[Bounty $50] Inconsistent results between GPU and CPU when integers overflow.

freemo commented 7 years ago

The following code produces different results when run on the GPU vs the CPU.

import com.aparapi.*;

public class Main {
    public static void main(String[] args) {
        int num = 1;

        final long[] result = new long[num];
        final int start = Integer.MAX_VALUE;

        Kernel kernel = new Kernel() {
            @Override
            public void run() {
                final int id = getGlobalId();
                result[id] = calculate(start + id);
            }
        };
        kernel.execute(num);

        System.out.println( "expected: " +  calculate(start) + " result: " + result[0]);
    }

    public static long calculate(int tc) {
        return (long) tc * 100;
    }
}

The output from the above code snippet is:

expected: 214748364700 result: 4294967196

I tested this on my Macbook pro but others noticed the problem as well on other unspecified platforms. Also changin the calculate function such that 100 is a long rather than an integer with return (long) tc * 100l; (notice the letter l at the end of the 100) will produce the exact same incorrect results as above.

grfrost commented 7 years ago

@CC007 Glad you sorted it out. BTW gcc/mingw on windows is responsible for me having to drink many many beers ;)

On Fri, Jan 6, 2017 at 10:34 AM, CC007 notifications@github.com wrote:

@grfrost https://github.com/grfrost This is what made it run without error http://stackoverflow.com/a/6405064, so probably I don't have a 64bit libstdC++ dynamic library installed.

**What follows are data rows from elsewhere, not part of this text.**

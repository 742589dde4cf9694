//! `remedy` command line
//!
//! - `simulate`: run the engine against seeded random collaborators
//! - `validate-log`: verify an exported audit trail
//! - `check-config`: load and validate an engine config file

mod simulator;
mod validate;

use anyhow::Context;
use clap::{value_parser, Arg, ArgAction, ArgMatches, Command};
use remedy_core::EngineConfig;
use simulator::{run_simulation, simulation_engine_config, SimulatorConfig};
use std::path::PathBuf;
use std::process::ExitCode;
use std::time::Duration;

fn cli() -> Command {
    Command::new("remedy")
        .version(remedy_engine::VERSION)
        .about("Autonomous remediation orchestrator")
        .subcommand_required(true)
        .arg(
            Arg::new("json-log")
                .long("json-log")
                .global(true)
                .action(ArgAction::SetTrue)
                .help("Emit logs as JSON lines"),
        )
        .subcommand(
            Command::new("simulate")
                .about("Run the remediation simulator")
                .arg(
                    Arg::new("components")
                        .long("components")
                        .default_value("8")
                        .value_parser(value_parser!(usize))
                        .help("Number of simulated components"),
                )
                .arg(
                    Arg::new("ticks")
                        .long("ticks")
                        .default_value("50")
                        .value_parser(value_parser!(u32))
                        .help("Monitor passes to drive"),
                )
                .arg(
                    Arg::new("seed")
                        .long("seed")
                        .default_value("42")
                        .value_parser(value_parser!(u64))
                        .help("Random seed for reproducibility"),
                )
                .arg(
                    Arg::new("max-concurrent")
                        .long("max-concurrent")
                        .value_parser(value_parser!(usize))
                        .help("Override the concurrency limit"),
                )
                .arg(
                    Arg::new("failure-rate")
                        .long("failure-rate")
                        .default_value("0.3")
                        .value_parser(value_parser!(f64))
                        .help("Chance that an executor attempt fails"),
                )
                .arg(
                    Arg::new("config")
                        .long("config")
                        .value_parser(value_parser!(PathBuf))
                        .help("Engine config (TOML) instead of the simulation defaults"),
                )
                .arg(
                    Arg::new("export")
                        .long("export")
                        .value_parser(value_parser!(PathBuf))
                        .help("Write the resulting audit trail to this file"),
                )
                .arg(
                    Arg::new("json")
                        .long("json")
                        .action(ArgAction::SetTrue)
                        .help("Print the report as JSON"),
                ),
        )
        .subcommand(
            Command::new("validate-log")
                .about("Verify an exported audit trail")
                .arg(
                    Arg::new("path")
                        .long("path")
                        .required(true)
                        .value_parser(value_parser!(PathBuf))
                        .help("Path to the JSON Lines export"),
                )
                .arg(
                    Arg::new("digest")
                        .long("digest")
                        .help("Expected head digest (hex)"),
                )
                .arg(
                    Arg::new("json")
                        .long("json")
                        .action(ArgAction::SetTrue)
                        .help("Output as JSON"),
                ),
        )
        .subcommand(
            Command::new("check-config")
                .about("Load and validate an engine config")
                .arg(
                    Arg::new("path")
                        .long("path")
                        .required(true)
                        .value_parser(value_parser!(PathBuf))
                        .help("Path to the TOML config"),
                ),
        )
}

fn init_tracing(json: bool) {
    let filter = tracing_subscriber::EnvFilter::try_from_default_env()
        .unwrap_or_else(|_| tracing_subscriber::EnvFilter::new("info"));
    let builder = tracing_subscriber::fmt()
        .with_env_filter(filter)
        .with_writer(std::io::stderr);
    let result = if json {
        builder.json().try_init()
    } else {
        builder.try_init()
    };
    if let Err(error) = result {
        eprintln!("tracing already initialised: {error}");
    }
}

#[tokio::main]
async fn main() -> ExitCode {
    let matches = cli().get_matches();
    init_tracing(matches.get_flag("json-log"));

    let result = match matches.subcommand() {
        Some(("simulate", args)) => simulate(args).await,
        Some(("validate-log", args)) => validate_log(args),
        Some(("check-config", args)) => check_config(args),
        _ => Ok(true),
    };

    match result {
        Ok(true) => ExitCode::SUCCESS,
        Ok(false) => ExitCode::FAILURE,
        Err(error) => {
            eprintln!("error: {error:#}");
            ExitCode::from(2)
        }
    }
}

async fn simulate(args: &ArgMatches) -> anyhow::Result<bool> {
    let mut config = match args.get_one::<PathBuf>("config") {
        Some(path) => validate::check_config(path)?,
        None => simulation_engine_config(),
    };
    if let Some(max) = args.get_one::<usize>("max-concurrent") {
        config = config.with_max_concurrent(*max);
    }

    let sim = SimulatorConfig {
        seed: args.get_one::<u64>("seed").copied().unwrap_or(42),
        components: args.get_one::<usize>("components").copied().unwrap_or(8),
        ticks: args.get_one::<u32>("ticks").copied().unwrap_or(50),
        executor_failure_rate: args.get_one::<f64>("failure-rate").copied().unwrap_or(0.3),
        settle_timeout: Duration::from_secs(30),
        ..SimulatorConfig::default()
    };

    let export = args.get_one::<PathBuf>("export").cloned();
    let (report, audit) = run_simulation(config, sim).await?;
    if let Some(path) = export {
        audit
            .export_to_path(&path)
            .with_context(|| format!("failed to export audit trail to {}", path.display()))?;
    }

    if args.get_flag("json") {
        println!("{}", serde_json::to_string_pretty(&report)?);
    } else {
        println!("{}", report.generate_text());
    }
    Ok(report.passed())
}

fn validate_log(args: &ArgMatches) -> anyhow::Result<bool> {
    let path = args
        .get_one::<PathBuf>("path")
        .context("--path is required")?;
    let digest = args.get_one::<String>("digest").map(String::as_str);
    let report = validate::validate_log(path, digest)?;

    if args.get_flag("json") {
        println!("{}", serde_json::to_string_pretty(&report)?);
    } else {
        println!("Validating audit trail at: {}", path.display());
        println!("Records: {}", report.records);
        println!("Faults: {}", report.faults);
        println!("Components: {}", report.components);
        for (outcome, count) in &report.outcomes {
            println!("  {outcome}: {count}");
        }
        println!("Head digest: {}", report.head_digest);
        for problem in &report.problems {
            println!("problem: {problem}");
        }
        println!(
            "Audit trail: {}",
            if report.valid() { "VALID" } else { "INVALID" }
        );
    }
    Ok(report.valid())
}

fn check_config(args: &ArgMatches) -> anyhow::Result<bool> {
    let path = args
        .get_one::<PathBuf>("path")
        .context("--path is required")?;
    let config: EngineConfig = validate::check_config(path)?;

    println!("Config OK: {}", path.display());
    println!("  max_concurrent: {}", config.max_concurrent);
    println!("  monitor_interval: {:?}", config.monitor_interval());
    println!(
        "  retry: {} attempts, base {}ms, cap {}ms",
        config.retry.max_attempts, config.retry.base_delay_ms, config.retry.max_delay_ms
    );
    println!("  default timeout: {}ms", config.timeouts.default_ms);
    println!("  components: {}", config.components.len());
    for component in &config.components {
        println!("    {} ({})", component.id, component.name);
    }
    Ok(true)
}

#[cfg(test)]
mod tests {
    use super::*;

    #[test]
    fn command_definition_is_consistent() {
        cli().debug_assert();
    }

    #[test]
    fn simulate_defaults_parse() {
        let matches = cli().get_matches_from(["remedy", "simulate", "--seed", "9"]);
        let (name, args) = matches.subcommand().unwrap();
        assert_eq!(name, "simulate");
        assert_eq!(args.get_one::<u64>("seed"), Some(&9));
        assert_eq!(args.get_one::<u32>("ticks"), Some(&50));
        assert!(args.get_one::<usize>("max-concurrent").is_none());
    }

    #[test]
    fn validate_log_requires_path() {
        assert!(cli().try_get_matches_from(["remedy", "validate-log"]).is_err());
    }
}
use chrono::Utc;

use crate::events::{dispatch, AppEvent};
use crate::rbac::{evaluate, CrudAction, Page};
use crate::repository::Member;
use crate::tenant::TenantScope;
use crate::{CoreError, MemberRepository, LOG_TARGET};

/// One edit to a member's permission matrix.
#[derive(Debug, Clone, Copy)]
pub enum MatrixChange {
    /// Flip one page/action cell.
    Toggle { page: Page, action: CrudAction },
    /// Flip a whole page row: everything off if all four are effectively
    /// on, everything on otherwise.
    ToggleAll { page: Page },
}

/// Action to edit another member's permission matrix.
///
/// The change is applied to a copy of the stored matrix and written back
/// whole in a single `set_matrix` call; concurrent editors are last-write-
/// wins at the row level, never a torn record.
pub struct UpdatePermissionsAction<M: MemberRepository> {
    members: M,
}

impl<M: MemberRepository> UpdatePermissionsAction<M> {
    pub fn new(members: M) -> Self {
        Self { members }
    }

    /// # Errors
    ///
    /// - `CoreError::PermissionDenied` - actor lacks update on Members
    /// - `CoreError::MemberNotFound` - actor not on this roster, or the
    ///   target id is not in this organization
    #[cfg_attr(
        feature = "tracing",
        tracing::instrument(name = "update_permissions", skip_all, err)
    )]
    pub async fn execute(
        &self,
        scope: TenantScope,
        actor_email: &str,
        member_id: i64,
        change: MatrixChange,
    ) -> Result<Member, CoreError> {
        let actor = self
            .members
            .find_by_org_and_email(scope.org_id(), actor_email)
            .await?
            .ok_or(CoreError::MemberNotFound)?;

        if !evaluate(&actor.role, &actor.matrix, Page::Members, CrudAction::Update) {
            return Err(CoreError::PermissionDenied);
        }

        let target = self
            .members
            .find_by_id(member_id)
            .await?
            .filter(|m| m.org_id == scope.org_id())
            .ok_or(CoreError::MemberNotFound)?;

        let mut matrix = target.matrix.clone();
        match change {
            MatrixChange::Toggle { page, action } => {
                matrix.toggle(page, action);
            }
            MatrixChange::ToggleAll { page } => {
                matrix.toggle_all(page);
            }
        }

        let updated = self.members.set_matrix(target.id, &matrix).await?;

        log::info!(
            target: LOG_TARGET,
            "msg=\"permissions changed\", org_id={}, member_id={}",
            scope.org_id(),
            target.id
        );

        dispatch(AppEvent::PermissionsChanged {
            org_id: scope.org_id(),
            member_id: target.id,
            at: Utc::now(),
        })
        .await;

        Ok(updated)
    }
}

#[cfg(all(test, feature = "mocks"))]
mod tests {
    use super::*;
    use crate::rbac::PermissionMatrix;
    use crate::repository::{CreateMember, MockMemberRepository};

    async fn seed(members: &MockMemberRepository, org_id: i64, email: &str, role: &str) -> i64 {
        members
            .create(CreateMember {
                org_id,
                full_name: "Someone".to_owned(),
                email: email.to_owned(),
                phone: None,
                role: role.to_owned(),
                matrix: PermissionMatrix::new(),
                major: None,
                gpa: None,
            })
            .await
            .unwrap()
            .id
    }

    #[tokio::test]
    async fn test_toggle_one_cell() {
        let members = MockMemberRepository::new();
        seed(&members, 1, "pres@x.edu", "president").await;
        let target = seed(&members, 1, "member@x.edu", "member").await;

        let action = UpdatePermissionsAction::new(members);
        let updated = action
            .execute(
                TenantScope::new(1),
                "pres@x.edu",
                target,
                MatrixChange::Toggle {
                    page: Page::Finances,
                    action: CrudAction::Read,
                },
            )
            .await
            .unwrap();

        // read defaults to allow, so the first toggle turns it off
        assert!(!updated.matrix.allows(Page::Finances, CrudAction::Read));
        // other cells untouched
        assert!(updated.matrix.allows(Page::Events, CrudAction::Read));
    }

    #[tokio::test]
    async fn test_toggle_all_row() {
        let members = MockMemberRepository::new();
        seed(&members, 1, "pres@x.edu", "president").await;
        let target = seed(&members, 1, "member@x.edu", "member").await;

        let action = UpdatePermissionsAction::new(members);
        let updated = action
            .execute(
                TenantScope::new(1),
                "pres@x.edu",
                target,
                MatrixChange::ToggleAll {
                    page: Page::Documents,
                },
            )
            .await
            .unwrap();

        // the row was not fully on (mutations default off), so it turns on
        for crud in CrudAction::ALL {
            assert!(updated.matrix.allows(Page::Documents, crud));
        }
    }

    #[tokio::test]
    async fn test_requires_update_permission() {
        let members = MockMemberRepository::new();
        seed(&members, 1, "member@x.edu", "member").await;
        let target = seed(&members, 1, "other@x.edu", "member").await;

        let action = UpdatePermissionsAction::new(members);
        let result = action
            .execute(
                TenantScope::new(1),
                "member@x.edu",
                target,
                MatrixChange::ToggleAll { page: Page::Events },
            )
            .await;

        assert_eq!(result.unwrap_err(), CoreError::PermissionDenied);
    }

    #[tokio::test]
    async fn test_cannot_edit_other_tenant() {
        let members = MockMemberRepository::new();
        seed(&members, 1, "pres@x.edu", "president").await;
        let foreign = seed(&members, 2, "other@y.edu", "member").await;

        let action = UpdatePermissionsAction::new(members);
        let result = action
            .execute(
                TenantScope::new(1),
                "pres@x.edu",
                foreign,
                MatrixChange::ToggleAll { page: Page::Events },
            )
            .await;

        assert_eq!(result.unwrap_err(), CoreError::MemberNotFound);
    }
}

— You are receiving this because you were mentioned. Reply to this email directly, view it on GitHub https://github.com/Syncleus/aparapi/issues/38#issuecomment-270971132, or mute the thread https://github.com/notifications/unsubscribe-auth/AEKiN0Jcke4YXm5Rjmaf5iJ1ocL-j4ePks5rPokvgaJpZM4LYPxt .

CC007 commented 7 years ago

@grfrost Also, your kernel.zip contains Mac specific code (libdispatch and its use of blocks), so I can't run that.

freemo commented 7 years ago

FYI as of 1.3.4 the aparapi native library was compiled using Microsoft visual studios instead of GCC or minge as with previous versions.

On Jan 6, 2017 2:03 PM, "grfrost" notifications@github.com wrote:

@CC007 Glad you sorted it out. BTW gcc/mingw on windows is responsible for me having to drink many many beers ;)

On Fri, Jan 6, 2017 at 10:34 AM, CC007 notifications@github.com wrote:

@grfrost https://github.com/grfrost This is what made it run without error http://stackoverflow.com/a/6405064, so probably I don't have a 64bit libstdC++ dynamic library installed.

— You are receiving this because you were mentioned. Reply to this email directly, view it on GitHub https://github.com/Syncleus/aparapi/issues/38#issuecomment-270971132, or mute the thread https://github.com/notifications/unsubscribe-auth/ AEKiN0Jcke4YXm5Rjmaf5iJ1ocL-j4ePks5rPokvgaJpZM4LYPxt .

— You are receiving this because you were mentioned. Reply to this email directly, view it on GitHub https://github.com/Syncleus/aparapi/issues/38#issuecomment-270978419, or mute the thread https://github.com/notifications/unsubscribe-auth/AC5JAn_VKEikY2MmunA9zh4bKA3BAxj1ks5rPo_sgaJpZM4LYPxt .

grfrost commented 7 years ago

I think you are referring to Jeffreys code.

I was enviously looking at those blocks ;)

My code should have been straight C++

Gary

On Fri, Jan 6, 2017 at 11:10 AM, CC007 notifications@github.com wrote:

@grfrost https://github.com/grfrost Also, your kernel.zip contains Mac specific code (libdispatch and its use of blocks), so I can't run that.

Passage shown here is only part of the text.